**Task inputs**.
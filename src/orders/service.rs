// Order service - placement and fulfilment business logic

use chrono::Utc;

use crate::auth::repository::UserRepository;
use crate::checkout::{
    cart::CartPricer,
    handlers::profile_snapshot,
    payment::PaymentGateway,
    pricing,
};
use crate::orders::{
    error::OrderError,
    models::{
        Order, OrderItemResponse, OrderResponse, OrderStatus, OrderType, PlaceOrderRequest,
    },
    repository::OrdersRepository,
    status_machine::StatusMachine,
};
use uuid::Uuid;

/// Service for order business logic
#[derive(Clone)]
pub struct OrderService {
    orders_repo: OrdersRepository,
    user_repo: UserRepository,
    cart_pricer: CartPricer,
    payment_gateway: PaymentGateway,
}

impl OrderService {
    /// Create a new OrderService
    pub fn new(
        orders_repo: OrdersRepository,
        user_repo: UserRepository,
        cart_pricer: CartPricer,
        payment_gateway: PaymentGateway,
    ) -> Self {
        Self {
            orders_repo,
            user_repo,
            cart_pricer,
            payment_gateway,
        }
    }

    /// Place an order for the authenticated user.
    ///
    /// The cart is re-validated and re-priced server-side, the redemption is
    /// checked against the live balance, the gateway is charged for the
    /// amount due, and only then is the settlement transaction run. A
    /// declined charge aborts before any write; a failed settlement rolls
    /// everything back and the order is not placed.
    pub async fn place_order(
        &self,
        user_id: i32,
        request: PlaceOrderRequest,
    ) -> Result<OrderResponse, OrderError> {
        if request.items.is_empty() {
            return Err(OrderError::ValidationError(
                "Order must contain at least one item".to_string(),
            ));
        }

        let table_number = match request.order_type {
            OrderType::DineIn => match request.table_number {
                Some(table) if table > 0 => Some(table),
                _ => {
                    return Err(OrderError::ValidationError(
                        "Dine-in orders require a table number".to_string(),
                    ))
                }
            },
            OrderType::Takeaway => None,
        };

        let user = self
            .user_repo
            .find_by_id(user_id)
            .await
            .map_err(|e| OrderError::DatabaseError(e.to_string()))?
            .ok_or(OrderError::Unauthorized)?;

        let today = Utc::now().date_naive();

        let lines = self
            .cart_pricer
            .price_lines(&user, request.order_type, today, &request.items)
            .await?;

        let snapshot = profile_snapshot(&user);
        let quote = pricing::build_quote(
            lines,
            &snapshot,
            request.order_type,
            request.points_to_redeem,
            user.loyalty_points,
        )?;

        let outcome = self.payment_gateway.charge(quote.amount_due).await;
        if !outcome.success {
            return Err(OrderError::PaymentDeclined);
        }

        let order = self
            .orders_repo
            .settle(
                user_id,
                &quote,
                request.order_type,
                table_number,
                outcome.transaction_id.as_deref(),
                today,
            )
            .await?;

        tracing::info!(
            "Placed order {} for user {}: total {}, {} points earned, {} redeemed",
            order.id,
            user_id,
            order.total_amount,
            order.points_earned,
            order.points_redeemed
        );

        self.build_response(order).await
    }

    /// Get all orders for a user with optional status filter
    pub async fn get_user_orders(
        &self,
        user_id: i32,
        status: Option<OrderStatus>,
    ) -> Result<Vec<OrderResponse>, OrderError> {
        let orders = self.orders_repo.find_by_user_id(user_id, status).await?;

        let mut responses = Vec::with_capacity(orders.len());
        for order in orders {
            responses.push(self.build_response(order).await?);
        }

        Ok(responses)
    }

    /// Get all orders regardless of owner (staff view)
    pub async fn get_all_orders(
        &self,
        status: Option<OrderStatus>,
    ) -> Result<Vec<OrderResponse>, OrderError> {
        let orders = self.orders_repo.find_all(status).await?;

        let mut responses = Vec::with_capacity(orders.len());
        for order in orders {
            responses.push(self.build_response(order).await?);
        }

        Ok(responses)
    }

    /// Get a specific order; customers may only read their own
    pub async fn get_order_by_id(
        &self,
        order_id: Uuid,
        requester_id: i32,
        requester_is_staff: bool,
    ) -> Result<OrderResponse, OrderError> {
        let order = self
            .orders_repo
            .find_by_id(order_id)
            .await?
            .ok_or(OrderError::NotFound)?;

        if order.user_id != requester_id && !requester_is_staff {
            return Err(OrderError::Forbidden(
                "You do not have permission to access this order".to_string(),
            ));
        }

        self.build_response(order).await
    }

    /// Update order status (staff), enforcing the transition rules
    pub async fn update_order_status(
        &self,
        order_id: Uuid,
        new_status: OrderStatus,
    ) -> Result<OrderResponse, OrderError> {
        let order = self
            .orders_repo
            .find_by_id(order_id)
            .await?
            .ok_or(OrderError::NotFound)?;

        StatusMachine::transition(order.status, new_status)
            .map_err(OrderError::InvalidTransition)?;

        let updated = self.orders_repo.update_status(order_id, new_status).await?;

        tracing::info!("Order {} moved from {} to {}", order_id, order.status, new_status);

        self.build_response(updated).await
    }

    async fn build_response(&self, order: Order) -> Result<OrderResponse, OrderError> {
        let items = self.orders_repo.items_for_order(order.id).await?;

        let mut item_responses = Vec::with_capacity(items.len());
        for item in items {
            let addons = self.orders_repo.addons_for_item(item.id).await?;

            item_responses.push(OrderItemResponse {
                id: item.id,
                menu_item_id: item.menu_item_id,
                name: item.name,
                base_price: item.base_price,
                quantity: item.quantity,
                unit_price: item.unit_price,
                line_total: item.line_total,
                applied_daily_offer_id: item.applied_daily_offer_id,
                addons: addons.into_iter().map(|addon| addon.into()).collect(),
            });
        }

        Ok(OrderResponse {
            id: order.id,
            user_id: order.user_id,
            status: order.status,
            payment_status: order.payment_status,
            order_type: order.order_type,
            table_number: order.table_number,
            subtotal: order.subtotal,
            discount_applied: order.discount_applied,
            service_charge: order.service_charge,
            total_amount: order.total_amount,
            points_redeemed: order.points_redeemed,
            points_earned: order.points_earned,
            items: item_responses,
            created_at: order.created_at,
            updated_at: order.updated_at,
        })
    }
}
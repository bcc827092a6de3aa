use chrono::{DateTime, NaiveDate, Utc};
use rust_decimal::Decimal;
use serde::{Deserialize, Serialize};
use sqlx::FromRow;
use validator::Validate;

use crate::auth::models::Role;
use crate::offers::models::DiscountType;

/// User row as shown on the admin management screens
/// (password hash never leaves the database layer)
#[derive(Debug, Clone, Serialize, FromRow)]
pub struct AdminUserView {
    pub id: i32,
    pub email: String,
    pub role: Role,
    pub email_verified: bool,
    pub loyalty_points: i32,
    pub lifetime_points: i32,
    pub order_count: i32,
    pub date_of_birth: Option<NaiveDate>,
    pub birthday_discount_value: Option<Decimal>,
    pub birthday_discount_type: Option<String>,
    pub referral_code: String,
    pub has_linked_socials: bool,
    pub has_left_review: bool,
    pub created_at: DateTime<Utc>,
}

/// Request DTO for changing a user's role
#[derive(Debug, Deserialize)]
pub struct UpdateRoleRequest {
    pub role: Role,
}

/// Request DTO for granting a one-shot birthday discount
#[derive(Debug, Deserialize, Validate)]
pub struct GrantBirthdayDiscountRequest {
    #[validate(custom = "crate::validation::validate_non_negative_price")]
    pub value: Decimal,
    pub discount_type: DiscountType,
}
// Daily tiered offers
//
// Admin-managed offers that discount specific menu items for a date window,
// with per-loyalty-tier discount values and at most one redemption per user
// per calendar day.

pub mod error;
pub mod handlers;
pub mod models;
pub mod repository;
pub mod resolver;

pub use error::*;
pub use models::*;
pub use repository::OffersRepository;
pub use resolver::{best_offer_for_item, AppliedOffer, OfferCandidate};
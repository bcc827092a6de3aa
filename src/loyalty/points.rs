// Points accrual bands
//
// A single threshold-based rate applies to the whole payable total, not a
// marginal band-by-band calculation. Larger baskets earn at a higher rate
// (0.25% up to 2%).

use rust_decimal::prelude::ToPrimitive;
use rust_decimal::Decimal;

/// Calculate the loyalty points earned for a payable total.
///
/// Bands (currency units, inclusive/exclusive boundaries are load-bearing;
/// 10000 itself falls in the middle band):
/// - total > 10000:        floor(total / 100) * 2
/// - 5000 <= total <= 10000: floor(total / 100)
/// - 1000 <= total < 5000:   floor(total / 200)
/// - 0 < total < 1000:       floor(total / 400)
/// - otherwise:              0
pub fn points_for_total(total: Decimal) -> i32 {
    if total > Decimal::from(10_000) {
        floor_div(total, Decimal::from(100)) * 2
    } else if total >= Decimal::from(5_000) {
        floor_div(total, Decimal::from(100))
    } else if total >= Decimal::from(1_000) {
        floor_div(total, Decimal::from(200))
    } else if total > Decimal::ZERO {
        floor_div(total, Decimal::from(400))
    } else {
        0
    }
}

fn floor_div(total: Decimal, divisor: Decimal) -> i32 {
    (total / divisor).floor().to_i32().unwrap_or(i32::MAX)
}

#[cfg(test)]
mod tests {
    use super::*;
    use rust_decimal_macros::dec;

    #[test]
    fn test_top_band_doubles_rate() {
        // 12000 / 100 = 120, doubled
        assert_eq!(points_for_total(dec!(12000)), 240);
    }

    #[test]
    fn test_boundary_10000_is_not_top_band() {
        // Strictly-greater boundary: 10000 earns at the 1% rate
        assert_eq!(points_for_total(dec!(10000)), 100);
        assert_eq!(points_for_total(dec!(10000.01)), 200);
    }

    #[test]
    fn test_middle_band() {
        assert_eq!(points_for_total(dec!(5000)), 50);
        assert_eq!(points_for_total(dec!(7550)), 75);
    }

    #[test]
    fn test_low_band() {
        assert_eq!(points_for_total(dec!(1000)), 5);
        assert_eq!(points_for_total(dec!(4999)), 24);
    }

    #[test]
    fn test_bottom_band() {
        assert_eq!(points_for_total(dec!(800)), 2);
        assert_eq!(points_for_total(dec!(399)), 0);
        assert_eq!(points_for_total(dec!(999.99)), 2);
    }

    #[test]
    fn test_zero_and_negative() {
        assert_eq!(points_for_total(Decimal::ZERO), 0);
        assert_eq!(points_for_total(dec!(-50)), 0);
    }

    #[test]
    fn test_fractional_totals_truncate() {
        // 1099.99 / 200 = 5.49995, floored
        assert_eq!(points_for_total(dec!(1099.99)), 5);
    }
}

#[cfg(test)]
mod property_tests {
    use super::*;
    use proptest::prelude::*;
    use rust_decimal::Decimal;

    /// Each band computes exactly its formula over its whole range
    #[test]
    fn prop_band_formulas_hold() {
        proptest!(|(cents in 1u64..=2_000_000u64)| {
            let total = Decimal::from(cents) / Decimal::from(100);
            let points = points_for_total(total);

            let expected = if total > Decimal::from(10_000) {
                (total / Decimal::from(100)).floor() * Decimal::from(2)
            } else if total >= Decimal::from(5_000) {
                (total / Decimal::from(100)).floor()
            } else if total >= Decimal::from(1_000) {
                (total / Decimal::from(200)).floor()
            } else {
                (total / Decimal::from(400)).floor()
            };

            prop_assert_eq!(Decimal::from(points), expected);
        });
    }

    /// Points are never negative
    #[test]
    fn prop_points_non_negative() {
        proptest!(|(units in -10_000i64..=50_000i64)| {
            let total = Decimal::from(units);
            prop_assert!(points_for_total(total) >= 0);
        });
    }
}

**What the task requires**. Filter the preceding entries down to the lines with "StatusMachine".

**Response to this exercise**.
    status_machine::StatusMachine,
        StatusMachine::transition(order.status, new_status)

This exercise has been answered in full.